Exactly, there is no way of knowing.

This case certainly looks legit.   It is one thing if a case looks bogus (on the outside).   But when we know that Trump gave Daniels hush money that suggests this case might indeed have merit.   If Trump broke the law, it is proper to prosecute.

Trump's big mouth and his history of actions has put him front and center of most everything.   He is on the radar.   Thus it is not surprising at all if wrongdoing by Trump emerges as legal actions.

On the flipside, we see all sorts of bending by the legal authorities to accommodate Trump (even the SCotUS).   So while Trump's position exposes him to lawsuits, it also gives him benefits that the ordinary citizen would not enjoy.

If Trump committed a crime, I think it is likely he will be found guilty.   If not, I think it is more likely than not that he will be acquitted.   Our system has its problems (and the legal process is affected by politics) but generally I think we get it right more often than not.

 
 
 
evilone
Professor Guide
3.1.21  evilone  replied to  TᵢG @3.1.20    4 weeks ago
This case certainly looks legit.   It is one thing if a case looks bogus (on the outside).   But when we know that Trump gave Daniels hush money that suggests this case might indeed have merit.   If Trump broke the law, it is proper to prosecute.

Cohen already was convicted and Trump already admitted to it.
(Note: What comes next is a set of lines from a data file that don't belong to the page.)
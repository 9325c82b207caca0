use serde::{Deserialize, Serialize};

use crate::error::{Result, SessionError};

#[derive(Clone, Debug, Default, Serialize, Deserialize, PartialEq)]
pub struct UserInfo {
    #[serde(default)]
    pub id: serde_json::Value,
    #[serde(default)]
    pub username: String,
    #[serde(default)]
    pub email: String,
}

#[derive(Clone, Debug, Serialize, PartialEq, Eq)]
pub struct LoginRequest {
    pub identifier: String,
    pub password: String,
}

impl LoginRequest {
    pub fn validate(&self) -> Result<()> {
        if self.identifier.trim().is_empty() || self.password.is_empty() {
            return Err(SessionError::validation(
                "Username/email and password are required",
            ));
        }
        Ok(())
    }
}

#[derive(Clone, Debug, Serialize, PartialEq, Eq)]
pub struct RegisterRequest {
    pub username: String,
    pub email: String,
    pub password: String,
}

impl RegisterRequest {
    pub fn validate(&self) -> Result<()> {
        if self.username.trim().is_empty()
            || self.email.trim().is_empty()
            || self.password.is_empty()
        {
            return Err(SessionError::validation("All fields are required"));
        }
        Ok(())
    }
}

/// Result of the session check performed on startup.
#[derive(Clone, Debug, Default, Deserialize, PartialEq)]
pub struct AuthStatus {
    #[serde(default)]
    pub authenticated: bool,
    #[serde(default)]
    pub user: Option<UserInfo>,
    #[serde(default)]
    pub environment_initialized: bool,
}

#[derive(Clone, Copy, Debug, Serialize, Deserialize, PartialEq, Eq)]
#[serde(rename_all = "lowercase")]
pub enum EntryKind {
    File,
    Directory,
}

/// One entry of a directory snapshot as the server sends it.
#[derive(Clone, Debug, Deserialize, PartialEq)]
pub struct FileNode {
    #[serde(default)]
    pub path: String,
    #[serde(default)]
    pub name: String,
    #[serde(rename = "type", default = "default_entry_kind")]
    pub kind: EntryKind,
    #[serde(default)]
    pub extension: Option<String>,
    #[serde(default)]
    pub children: Option<Vec<FileNode>>,
}

fn default_entry_kind() -> EntryKind {
    EntryKind::Directory
}

#[derive(Clone, Debug, PartialEq, Eq)]
pub enum RunOutcome {
    Success {
        output: String,
        error: Option<String>,
        exit_code: Option<i32>,
    },
    CompileError {
        output: String,
    },
    Timeout,
    Failed {
        message: String,
    },
}

impl RunOutcome {
    /// Text shown in the output area after a run.
    pub fn render(&self) -> String {
        match self {
            RunOutcome::Success { output, error, .. } => {
                let mut text = if output.is_empty() {
                    "Program finished (no output)".to_string()
                } else {
                    output.clone()
                };
                if let Some(err) = error.as_deref().filter(|e| !e.is_empty()) {
                    text.push_str("\nerror: ");
                    text.push_str(err);
                }
                text
            }
            RunOutcome::CompileError { output } => format!("Compile error:\n{output}"),
            RunOutcome::Timeout => "Execution timed out".to_string(),
            RunOutcome::Failed { message } => format!("Error: {message}"),
        }
    }
}

#[derive(Clone, Debug, Default, Deserialize, PartialEq, Eq)]
pub struct SystemInfo {
    #[serde(default)]
    pub proot_available: bool,
    #[serde(default)]
    pub environments_count: u64,
    #[serde(default)]
    pub users_count: u64,
    #[serde(default)]
    pub initialized_environments: u64,
    #[serde(default)]
    pub terminal_available: bool,
}

impl SystemInfo {
    pub fn summary(&self) -> String {
        let yes_no = |b: bool| if b { "yes" } else { "no" };
        format!(
            "System info:\nproot available: {}\nenvironments: {}\nusers: {}\ninitialized environments: {}\nterminal available: {}",
            yes_no(self.proot_available),
            self.environments_count,
            self.users_count,
            self.initialized_environments,
            yes_no(self.terminal_available),
        )
    }
}

/// Payload of the server's `connected` notification, or of the link coming up.
#[derive(Clone, Debug, Default, Deserialize, PartialEq)]
pub struct ConnectedInfo {
    #[serde(default)]
    pub sid: Option<String>,
    #[serde(default)]
    pub message: Option<String>,
}

#[derive(Clone, Debug, Default, Deserialize, PartialEq)]
pub struct InitStatusSnapshot {
    #[serde(default)]
    pub initialized: bool,
    #[serde(default)]
    pub in_progress: bool,
    #[serde(default)]
    pub stage: Option<String>,
    #[serde(default)]
    pub percent: Option<f64>,
    #[serde(default)]
    pub message: Option<String>,
}

#[derive(Clone, Debug, Default, Deserialize, PartialEq)]
pub struct InitProgress {
    #[serde(default)]
    pub stage: String,
    #[serde(default)]
    pub percent: f64,
    #[serde(default)]
    pub message: String,
}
It will be an interesting trial if they ever get it off the ground. 

 
 
 
TᵢG
Professor Principal
3.2  TᵢG  replied to  JohnRussell @3    4 weeks ago
Trump has already admitted to paying off Stormy Daniels. 

 
 
 
Just Jim NC TttH
Professor Principal
3.3  Just Jim NC TttH  replied to  JohnRussell @3    4 weeks ago
Trump has already admitted to paying off Stormy Daniels.

I'm sure it was just a paperless loan................/S

 
 
 
JBB
Professor Principal
4  JBB    4 weeks ago

Yes, Cohen perjured himself for Trump and went to prison for Trump and ruined his reputation for Trump. MAGA - Making Attorneys Get Attorneys. So it goes for anyone associated with Donald Trump...

 
 
 
Hallux
PhD Principal
5  Hallux    4 weeks ago

Sounds like Turley got lost looking for something to scribble for his fans ... Turley is a perverse whore.